2.×:求職者は職を求めている人。景気が良いと通常、求人が増え、人手不足(求職者は減少)となる。読み取りに引っかからないように注意。【平成30年版P20】

3.○※:短期失業者だけでなく、長期失業者も減少傾向にある。【平成30年版P18】

※トレンドが変化している。

長期失業者、1年未満失業者ともに2019年まで減少傾向にあったが、2020年にともに増加している。【令和3年版P42】

4.○※:非労働力人口は減少し、女性を中心に労働参加が進んでいる。【平成30年版P26】

※トレンドが変化している。

2019年まで女性や高齢者等を中心に労働参加が進んだが、2020年には労働力率低下の動きがある。【令和3年版P23】

問23.労働市場の知識

 雇用均等基本調査(確報)はこれまで選択肢としての出題はあるものの、よく出る資料とは言えないため、ノーマークでも仕方ないです。ご自身の感覚と照らし合わせ、消去法で適切なものの組合せを選びましょう。気になる傾向、割合があれば頭に入れておきたいところです。

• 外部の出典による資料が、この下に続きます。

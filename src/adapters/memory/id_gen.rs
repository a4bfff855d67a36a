//! Predictable id generator.

use std::sync::atomic::{AtomicU64, Ordering};

use crate::ports::IdGenerator;

/// Produces `<prefix>-1`, `<prefix>-2`, ...
pub struct SequentialIdGenerator {
    prefix: String,
    next: AtomicU64,
}

impl SequentialIdGenerator {
    /// Creates a generator with the given prefix.
    #[must_use]
    pub fn new(prefix: &str) -> Self {
        Self { prefix: prefix.to_string(), next: AtomicU64::new(1) }
    }
}

impl Default for SequentialIdGenerator {
    fn default() -> Self {
        Self::new("id")
    }
}

impl IdGenerator for SequentialIdGenerator {
    fn generate_id(&self) -> String {
        format!("{}-{}", self.prefix, self.next.fetch_add(1, Ordering::Relaxed))
    }
}
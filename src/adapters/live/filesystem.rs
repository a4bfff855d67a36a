//! Disk-backed file access for the YAML store.

use std::path::Path;

use crate::ports::{FileSystem, PortError};

/// Reads and writes real files; writes create missing parent directories.
#[derive(Debug, Default, Clone, Copy)]
pub struct LiveFileSystem;

impl FileSystem for LiveFileSystem {
    fn read_to_string(&self, path: &Path) -> Result<String, PortError> {
        std::fs::read_to_string(path).map_err(|e| format!("read {}: {e}", path.display()).into())
    }

    fn write(&self, path: &Path, contents: &str) -> Result<(), PortError> {
        if let Some(parent) = path.parent() {
            std::fs::create_dir_all(parent)?;
        }
        std::fs::write(path, contents).map_err(|e| format!("write {}: {e}", path.display()).into())
    }

    fn exists(&self, path: &Path) -> bool {
        path.exists()
    }

    fn list_dir(&self, path: &Path) -> Result<Vec<String>, PortError> {
        let mut names = Vec::new();
        for entry in std::fs::read_dir(path)? {
            if let Some(name) = entry?.file_name().to_str() {
                names.push(name.to_string());
            }
        }
        names.sort();
        Ok(names)
    }
}

#[cfg(test)]
mod tests {
    use super::*;

    #[test]
    fn write_creates_parents_and_lists_sorted() {
        let root = std::env::temp_dir().join(format!("autonum-fs-{}", uuid::Uuid::new_v4()));
        let fs = LiveFileSystem;
        fs.write(&root.join("configs/b.yaml"), "b").unwrap();
        fs.write(&root.join("configs/a.yaml"), "a").unwrap();

        assert_eq!(fs.list_dir(&root.join("configs")).unwrap(), vec!["a.yaml", "b.yaml"]);
        assert_eq!(fs.read_to_string(&root.join("configs/a.yaml")).unwrap(), "a");
        assert!(fs.read_to_string(&root.join("missing.yaml")).is_err());

        let _ = std::fs::remove_dir_all(&root);
    }
}
//! CLI argument definitions.

use std::path::PathBuf;

use clap::{Args, Parser, Subcommand};

/// Top-level CLI parser for `autonum`.
#[derive(Debug, Parser)]
#[command(name = "autonum", version, about = "Generate numbers from templates")]
pub struct Cli {
    /// Root directory of the YAML store.
    #[arg(long, global = true, env = "AUTONUM_STORE", default_value = ".autonum")]
    pub store: PathBuf,

    /// Print results as JSON.
    #[arg(long, global = true)]
    pub json: bool,

    /// The command to execute.
    #[command(subcommand)]
    pub command: Command,
}

/// The record a generation numbers.
#[derive(Debug, Clone, Default, Args)]
pub struct TargetArgs {
    /// Entity of the target record.
    #[arg(long, requires = "id")]
    pub entity: Option<String>,

    /// Id of the target record.
    #[arg(long, requires = "entity")]
    pub id: Option<String>,

    /// Value for `{param:N}`, in order; repeatable.
    #[arg(long = "param", value_name = "VALUE")]
    pub params: Vec<String>,

    /// Organization the metadata cache is keyed on.
    #[arg(long, default_value = "default")]
    pub org: String,

    /// Treat the trigger as an update rather than a create.
    #[arg(long)]
    pub update: bool,

    /// Seed for reproducible random tokens.
    #[arg(long)]
    pub seed: Option<u64>,
}

/// Supported top-level subcommands.
#[derive(Debug, Subcommand)]
pub enum Command {
    /// Generate a number with the first matching config and store it.
    Generate {
        /// Config ids or names, tried in order.
        #[arg(required_unless_present = "trigger")]
        configs: Vec<String>,

        /// Claim the index reserved for this trigger id instead.
        #[arg(long, conflicts_with = "configs")]
        trigger: Option<String>,

        /// Target record and inputs.
        #[command(flatten)]
        target: TargetArgs,
    },
    /// Generate from an inline `format;;field[;;validate[;;replacements]]` string.
    Inline {
        /// The inline config string.
        raw: String,

        /// Owner whose time zone applies.
        #[arg(long, default_value = "")]
        owner: String,

        /// Target record and inputs.
        #[command(flatten)]
        target: TargetArgs,
    },
    /// Render the next number without saving anything.
    Preview {
        /// Config id or name.
        config: String,

        /// Target record and inputs.
        #[command(flatten)]
        target: TargetArgs,
    },
    /// Show one config, or list all of them.
    Show {
        /// Config id or name.
        config: Option<String>,
    },
    /// List a config's sequence streams.
    Streams {
        /// Config id.
        config: String,
    },
    /// Manage back-log reservations.
    Backlog {
        /// Back-log operation.
        #[command(subcommand)]
        command: BacklogCommand,
    },
}

/// Back-log subcommands.
#[derive(Debug, Subcommand)]
pub enum BacklogCommand {
    /// Reserve the next index for a trigger id.
    Allocate {
        /// Config id or name.
        config: String,
        /// Trigger id the index is reserved for.
        trigger: String,
    },
}

#[cfg(test)]
mod tests {
    use super::{BacklogCommand, Cli, Command};
    use clap::Parser;

    #[test]
    fn parses_generate_with_target_and_params() {
        let cli = Cli::parse_from([
            "autonum", "--store", "/tmp/s", "generate", "inv", "fallback", "--entity", "invoice", "--id", "i1",
            "--param", "A", "--param", "B",
        ]);
        assert_eq!(cli.store.to_str(), Some("/tmp/s"));
        let Command::Generate { configs, trigger, target } = cli.command else {
            panic!("expected generate");
        };
        assert_eq!(configs, ["inv", "fallback"]);
        assert!(trigger.is_none());
        assert_eq!(target.entity.as_deref(), Some("invoice"));
        assert_eq!(target.params, ["A", "B"]);
        assert_eq!(target.org, "default");
    }

    #[test]
    fn generate_needs_configs_or_trigger() {
        assert!(Cli::try_parse_from(["autonum", "generate"]).is_err());
        let cli = Cli::parse_from(["autonum", "generate", "--trigger", "t1"]);
        assert!(matches!(cli.command, Command::Generate { trigger: Some(_), .. }));
    }

    #[test]
    fn entity_and_id_go_together() {
        assert!(Cli::try_parse_from(["autonum", "inline", "X;;f", "--entity", "case"]).is_err());
    }

    #[test]
    fn parses_backlog_allocate() {
        let cli = Cli::parse_from(["autonum", "--json", "backlog", "allocate", "inv", "t9"]);
        assert!(cli.json);
        let Command::Backlog { command: BacklogCommand::Allocate { config, trigger } } = cli.command else {
            panic!("expected backlog allocate");
        };
        assert_eq!((config.as_str(), trigger.as_str()), ("inv", "t9"));
    }
}
//! Numbering configuration and the staged counter patch.

use chrono::{DateTime, Utc};
use serde::{Deserialize, Serialize};

use crate::error::NumberingError;

/// How often the counter returns to its reset value.
#[derive(Debug, Clone, Copy, Default, PartialEq, Eq, Serialize, Deserialize)]
#[serde(rename_all = "lowercase")]
pub enum ResetInterval {
    /// Never reset.
    #[default]
    Never,
    /// Reset exactly once, at the reset date.
    Once,
    /// Reset every day from the reset date.
    Daily,
    /// Reset every month from the reset date.
    Monthly,
    /// Reset every year from the reset date.
    Yearly,
}

/// Whether a config participates in generation.
#[derive(Debug, Clone, Copy, Default, PartialEq, Eq, Serialize, Deserialize)]
#[serde(rename_all = "lowercase")]
pub enum ConfigStatus {
    /// Generation runs.
    #[default]
    Active,
    /// Generation is skipped.
    Inactive,
}

/// A numbering rule: template, target field, counter and reset policy.
///
/// A config with an empty `id` is *inline*: it was supplied ad hoc by the
/// caller and none of its counter state is ever persisted.
#[derive(Debug, Clone, Default, PartialEq, Serialize, Deserialize)]
pub struct NumberingConfig {
    /// Row id; empty for inline configs.
    #[serde(default)]
    pub id: String,
    /// Human-readable name, also usable for lookup.
    #[serde(default)]
    pub name: String,
    /// Format template.
    #[serde(default)]
    pub format: Option<String>,
    /// Field the generated string is written to.
    #[serde(default)]
    pub field: Option<String>,
    /// Entity the config applies to; required when `condition` is set.
    #[serde(default)]
    pub entity: Option<String>,
    /// Owner whose time zone is used for dates.
    #[serde(default)]
    pub owner: String,
    /// Whether to check the result for uniqueness; `None` means yes.
    #[serde(default)]
    pub validate_unique: Option<bool>,
    /// `pattern,replacement;pattern,replacement` rules applied last.
    #[serde(default)]
    pub replacement_characters: Option<String>,
    /// Reset policy.
    #[serde(default)]
    pub reset_interval: ResetInterval,
    /// Next moment the counter resets.
    #[serde(default)]
    pub reset_date: Option<DateTime<Utc>>,
    /// Reset date that last fired.
    #[serde(default)]
    pub last_reset_date: Option<DateTime<Utc>>,
    /// Value the counter takes when a reset fires.
    #[serde(default)]
    pub reset_index: Option<i64>,
    /// Zero-padding width for the rendered index.
    #[serde(default)]
    pub index_padding: Option<i32>,
    /// Current counter value.
    #[serde(default)]
    pub current_index: Option<i64>,
    /// Advance the counter on updates too.
    #[serde(default)]
    pub increment_on_update: bool,
    /// Random tokens must start with a letter.
    #[serde(default)]
    pub random_letter_start: Option<bool>,
    /// Maximum run of digits in random tokens; `None` or -1 disables.
    #[serde(default)]
    pub number_letter_ratio: Option<i32>,
    /// Active or inactive.
    #[serde(default)]
    pub status: ConfigStatus,
    /// Filter the target must satisfy for this config to apply.
    #[serde(default)]
    pub condition: Option<String>,
    /// Minutes after which an unclaimed back-log entry may be reused.
    #[serde(default)]
    pub backlog_threshold: Option<i64>,
    /// Trigger id requesting a back-log allocation.
    #[serde(default)]
    pub trigger_id: Option<String>,
    /// Last locking token written before reading the counter.
    #[serde(default)]
    pub locking: Option<String>,
}

impl NumberingConfig {
    /// Returns `true` for ad hoc configs that are never persisted.
    #[must_use]
    pub fn is_inline(&self) -> bool {
        self.id.is_empty()
    }

    /// Whether the generated string must be unique.
    #[must_use]
    pub fn validates_uniqueness(&self) -> bool {
        self.validate_unique != Some(false)
    }

    /// The target field, trimmed; `None` when unset or blank.
    #[must_use]
    pub fn target_field(&self) -> Option<&str> {
        self.field.as_deref().map(str::trim).filter(|f| !f.is_empty())
    }

    /// Padding width, with negative values treated as zero.
    #[must_use]
    pub fn padding(&self) -> usize {
        self.index_padding.and_then(|p| usize::try_from(p).ok()).unwrap_or(0)
    }

    /// Maximum consecutive digits in random tokens, `None` when unconstrained.
    #[must_use]
    pub fn max_number_run(&self) -> Option<usize> {
        self.number_letter_ratio.and_then(|r| usize::try_from(r).ok())
    }

    /// Parses an inline config of the form
    /// `format;;field[;;validate[;;replacements]]`.
    ///
    /// # Errors
    ///
    /// Returns [`NumberingError::ConfigInvalid`] when the format or field
    /// is missing.
    pub fn parse_inline(raw: &str, owner: &str) -> Result<Self, NumberingError> {
        let parts: Vec<&str> =
            raw.split(";;").map(str::trim).filter(|part| !part.is_empty()).collect();

        if parts.len() < 2 {
            return Err(NumberingError::ConfigInvalid(format!(
                "inline config '{raw}' is missing one of the config params"
            )));
        }

        Ok(Self {
            format: Some(parts[0].to_string()),
            field: Some(parts[1].to_string()),
            validate_unique: Some(parts.get(2).is_some_and(|v| *v == "true")),
            replacement_characters: parts.get(3).map(|r| (*r).to_string()),
            owner: owner.to_string(),
            ..Self::default()
        })
    }
}

/// Counter fields staged during a generation and written back once.
#[derive(Debug, Clone, Default, PartialEq, Serialize, Deserialize)]
pub struct ConfigPatch {
    /// New counter value, if a global index was allocated.
    pub current_index: Option<i64>,
    /// New reset date; `None` inside `Some` clears it.
    pub reset_date: Option<Option<DateTime<Utc>>>,
    /// New last-reset date.
    pub last_reset_date: Option<Option<DateTime<Utc>>>,
    /// Locking token.
    pub locking: Option<String>,
}

impl ConfigPatch {
    /// A patch carrying only a locking token.
    #[must_use]
    pub fn lock(token: String) -> Self {
        Self { locking: Some(token), ..Self::default() }
    }

    /// Returns `true` when the patch would change nothing.
    #[must_use]
    pub fn is_empty(&self) -> bool {
        self.current_index.is_none()
            && self.reset_date.is_none()
            && self.last_reset_date.is_none()
            && self.locking.is_none()
    }

    /// Applies the staged fields onto `config`.
    pub fn apply_to(&self, config: &mut NumberingConfig) {
        if let Some(index) = self.current_index {
            config.current_index = Some(index);
        }
        if let Some(date) = self.reset_date {
            config.reset_date = date;
        }
        if let Some(date) = self.last_reset_date {
            config.last_reset_date = date;
        }
        if let Some(token) = &self.locking {
            config.locking = Some(token.clone());
        }
    }
}
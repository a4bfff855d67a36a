//! Metadata port for option labels and primary-name attributes.

use super::PortError;

/// Primary-name attribute assumed for entities with no registration.
pub const DEFAULT_PRIMARY_NAME: &str = "name";

/// Answers schema questions the field evaluator needs.
///
/// Lookups are slow on real platforms; the engine goes through
/// [`crate::metadata::MetadataCache`] rather than calling this directly.
pub trait MetadataSource: Send + Sync {
    /// Label of an option-set value, if the value is defined.
    ///
    /// # Errors
    ///
    /// Returns an error if the attribute metadata cannot be read.
    fn option_label(
        &self,
        entity: &str,
        attribute: &str,
        value: i32,
    ) -> Result<Option<String>, PortError>;

    /// Name of the entity's primary-name attribute.
    ///
    /// # Errors
    ///
    /// Returns an error if the entity metadata cannot be read.
    fn primary_name_attribute(&self, entity: &str) -> Result<String, PortError>;
}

統計情報は、暗記しようとするのではなく、趨勢(傾向)や大まかな割合等を確認しましょう。その際には、ご自身の感覚と照らし合わせ、違和感のあったものを特によく確認しましょう。違和感のないものは、出題されても概ね判断できるでしょう。

 平成30年度雇用均等基本調査(確報)

平成30年度雇用均等調査は、令和元年7月に公表されました。

適切な組み合わせは1(AとC)になります。

A.○:女性の正社員・正職員に占める各職種の割合は、一般職が46.5%と最も高く、次いで総合職33.8%、限定総合職11.9%の順となっている。なお、正社員・正職員に占める女性の割合は26.0%である。【P1】

B.×:総合職について「男女とも採用」した企業が49.3%で、29年度に続き、「男女とも採用」した企業割合が最も高い結果となった。【P2】

C.○:新規学卒者の採用を行った企業を規模別にみると、企業規模が大きいほど女性を採用した企業割合が高い傾向にある。【P2】

D.×:女性役員を有する企業の割合は、増加というよりも、むしろ27年度の40.0%と比べ30年度は36.5%へ減少している。【P4】女性役員については、増加や減少と言えるような趨勢(傾向)はデータからは感じられない。

問24.労働市場の知識

 雇用動向調査からの出題は初めてです。下記の厚生労働省のサイトに、それぞれの調査の概要のPDFがありますが、初見では判断の難しい選択肢が多く、かつ、正解選択肢を選ぶことも非常に難しいです。そのため、みん合では、本問を「捨て問題」として位置づけています。

平成30年雇用動向調査結果の動向

平成30年雇用動向調査は令和元年8月に公表されました。

1.○:平成30年の入職と離職の状況は、入職超過となっている。【入職と離職の推移1ページ目:PDF

2.×:転職入職者の賃金変動状況は、前職に比べて増加した割合は37.0%、減少した割合は34.2%であるが、前年と比べると、増加した割合は0.6ポイントの上昇している。大きな上昇ではないこともあり、積極的な判断は困難な問題である。【転職入職者の状況3ページ目:PDF

3.○:資料の図3のおいて読み取ることができるが、大変細かな出題内容である。金融業、保険業では、入職率が10.4%、離職率が11.1%で離職率が入職率をわずかであるが確かに上回っている。【産業別の入職と離職1ページ目:PDF

4.○:入職者に占めるパートタイム労働者の割合を、女性の年齢階級ごとにみると、20~24歳以降はおおむね年齢が上がるとともに高くなり、35~39歳で5割を超え、60~64歳で7割程度、65歳以上で9割を超えている。【性、年齢階級別の入職と離職2ページ目:PDF

キャリアコンサルタント試験には、毎回捨て問題があります。第13回は少なめと感じましたが、35問を正解できれば合格出来る試験ですから、捨て問題に出会っても試験当日は心折れないようにしましょう。

問25.労働関係法令及び社会保障制度の知識

 間接差別に関する出題は初めてでしたが、男女雇用機会均等法はこれまでにもよく出題されている法令です。これまでに出題された内容を確認しておきましょう。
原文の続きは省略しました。